集中講義の最終日は、各自がパソコンの前に座り続けて映像編集を行った。

授業計画では、午前中に映像を完成させて提出する予定であったが、少しでも質の高い映像にしたい思いから、締め切り時間を3時間延ばしてもらった。わずか3時間ではあるが、映像編集にとっては大きな3時間である。

映像全体を見ながらバランスをとりつつ、細かい映像のつながりやテロップと呼ばれる文字情報の入れ方、文言、フォント、色など俯瞰的に映像の構成を考えながら詳細な部分も見ていくと時間はあっという間に過ぎていく。これほど映像制作に夢中になるとは思っていなかった。

映像ソフトが不調なために昨日の中間発表に間に合わなかった江越くんの映像を見た。総合博物館の企画展示おしょろ丸を訪ねると言う内容だが、自転車に乗りながら撮影したというオープニング映像は、スムーズなスピード感があり、引き込まれた。映像ソフトの不調は解消されなかったため、自分のパソコンを持ち込んで編集作業を行った。藤田良治先生によると、映像編集作業は、映像の知識や技術だけでなく、パソコンの扱い方にも精通していなければならず、複合的な知識と技術、そして経験が必要だと言う。この実習では、痛いほど先生の言葉が身にしみる。
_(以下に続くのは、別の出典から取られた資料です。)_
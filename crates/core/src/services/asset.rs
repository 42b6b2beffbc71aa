//! Tracked assets and recurring cash flows.

use chrono::{DateTime, Utc};
use finboard_common::{
    AppError, AppResult, IdGenerator,
    rules::{MAX_TITLE_CHARS, required_text},
};
use finboard_db::{
    entities::{
        asset::{self, AssetKind},
        cash_flow,
    },
    repositories::AssetRepository,
};
use sea_orm::Set;
use serde::Deserialize;

/// Input for adding an asset.
#[derive(Debug, Clone, Deserialize)]
pub struct CreateAssetInput {
    pub kind: AssetKind,
    pub name: String,
    pub amount: i64,
}

/// Input for adding a recurring cash flow.
#[derive(Debug, Clone, Deserialize)]
#[serde(rename_all = "camelCase")]
pub struct CreateCashFlowInput {
    pub title: String,
    pub amount: i64,
    pub day_of_month: i32,
}

/// Asset service.
#[derive(Clone)]
pub struct AssetService {
    asset_repo: AssetRepository,
    id_gen: IdGenerator,
}

impl AssetService {
    /// Create a new asset service.
    #[must_use]
    pub const fn new(asset_repo: AssetRepository) -> Self {
        Self {
            asset_repo,
            id_gen: IdGenerator::new(),
        }
    }

    /// Add an asset.
    pub async fn create_asset(
        &self,
        caller_id: &str,
        input: CreateAssetInput,
        now: DateTime<Utc>,
    ) -> AppResult<asset::Model> {
        let name = required_text("name", &input.name, MAX_TITLE_CHARS)?;
        if input.amount < 0 {
            return Err(AppError::validation("amount must not be negative"));
        }

        self.asset_repo
            .create(asset::ActiveModel {
                id: Set(self.id_gen.generate()),
                user_id: Set(caller_id.to_string()),
                kind: Set(input.kind),
                name: Set(name),
                amount: Set(input.amount),
                created_at: Set(now.into()),
            })
            .await
    }

    /// The caller's assets.
    pub async fn list_assets(&self, caller_id: &str) -> AppResult<Vec<asset::Model>> {
        self.asset_repo.find_by_user(caller_id).await
    }

    /// Delete one of the caller's assets.
    pub async fn delete_asset(&self, caller_id: &str, id: &str) -> AppResult<()> {
        let asset = self.asset_repo.get_by_id(id).await?;
        if asset.user_id != caller_id {
            return Err(AppError::permission_denied("not your asset"));
        }
        self.asset_repo.delete(id).await
    }

    /// Add a recurring cash flow.
    pub async fn create_cash_flow(
        &self,
        caller_id: &str,
        input: CreateCashFlowInput,
        now: DateTime<Utc>,
    ) -> AppResult<cash_flow::Model> {
        let title = required_text("title", &input.title, MAX_TITLE_CHARS)?;
        if !(1..=31).contains(&input.day_of_month) {
            return Err(AppError::validation("dayOfMonth must be between 1 and 31"));
        }

        self.asset_repo
            .create_cash_flow(cash_flow::ActiveModel {
                id: Set(self.id_gen.generate()),
                user_id: Set(caller_id.to_string()),
                title: Set(title),
                amount: Set(input.amount),
                day_of_month: Set(input.day_of_month),
                created_at: Set(now.into()),
            })
            .await
    }

    /// The caller's cash flows.
    pub async fn list_cash_flows(&self, caller_id: &str) -> AppResult<Vec<cash_flow::Model>> {
        self.asset_repo.find_cash_flows_by_user(caller_id).await
    }

    /// Delete one of the caller's cash flows.
    pub async fn delete_cash_flow(&self, caller_id: &str, id: &str) -> AppResult<()> {
        let flow = self.asset_repo.get_cash_flow(id).await?;
        if flow.user_id != caller_id {
            return Err(AppError::permission_denied("not your cash flow"));
        }
        self.asset_repo.delete_cash_flow(id).await
    }
}

#[cfg(test)]
#[allow(clippy::unwrap_used)]
mod tests {
    use super::*;
    use sea_orm::{DatabaseBackend, MockDatabase};
    use std::sync::Arc;

    fn service(db: MockDatabase) -> AssetService {
        AssetService::new(AssetRepository::new(Arc::new(db.into_connection())))
    }

    #[tokio::test]
    async fn test_cash_flow_day_out_of_range() {
        let svc = service(MockDatabase::new(DatabaseBackend::Postgres));
        let result = svc
            .create_cash_flow(
                "u1",
                CreateCashFlowInput {
                    title: "Rent".to_string(),
                    amount: -800_000,
                    day_of_month: 32,
                },
                Utc::now(),
            )
            .await;
        assert!(matches!(result, Err(AppError::Validation(_))));
    }

    #[tokio::test]
    async fn test_delete_foreign_asset_is_denied() {
        let asset = asset::Model {
            id: "a1".to_string(),
            user_id: "owner".to_string(),
            kind: AssetKind::Deposit,
            name: "Savings".to_string(),
            amount: 1_000,
            created_at: Utc::now().into(),
        };
        let svc = service(MockDatabase::new(DatabaseBackend::Postgres).append_query_results([[asset]]));

        let result = svc.delete_asset("intruder", "a1").await;
        assert!(matches!(result, Err(AppError::PermissionDenied(_))));
    }
}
最終発表は、総合博物館入り口にあるウェルカムモニターで上映えを行い、相互評価が行われた。

来館者や大学関係者が行き交う中での上映であった。自分たちだけでなく授業をこのようなオープンスペースで行なう事に少し緊張感を感じ、ここで自分たちの作った映像が人に見られることを実感した。パソコン編集していた小さな画面と違い、映像は大きな画面のウェルカムモニターで見ると迫力がある。昨日の中間発表でほぼ全員の映像を見ていた際には、制作者の思い入れが強く意味が伝わらないシーンもあったが、最終発表ではそれらが改善され、メッセージ性が強く伝わる映像へと変わっていた。テロップや映像の順序の入れ替えなどでここまで映像の質が上がるとは驚きである。この授業で人に見せる映像のコツを学んだ事が結果に結びついている。受講生間の相互評価でも、映像を見せることを意識した内容になったことが指摘された。

藤田先生は最後に「映像は、見るときの環境、つまりどのような媒体で映像を見るのか、いつ見るのか、誰が見るのかといった状況を踏まえながら映像を作るべきだ」と話していた。視聴者すべてに同じ映像を見せても受け取り方は千差万別であるため、企画から撮影、編集に至るまで一貫して伝えたいことはしっかり映像として表現しなければならないと感じた。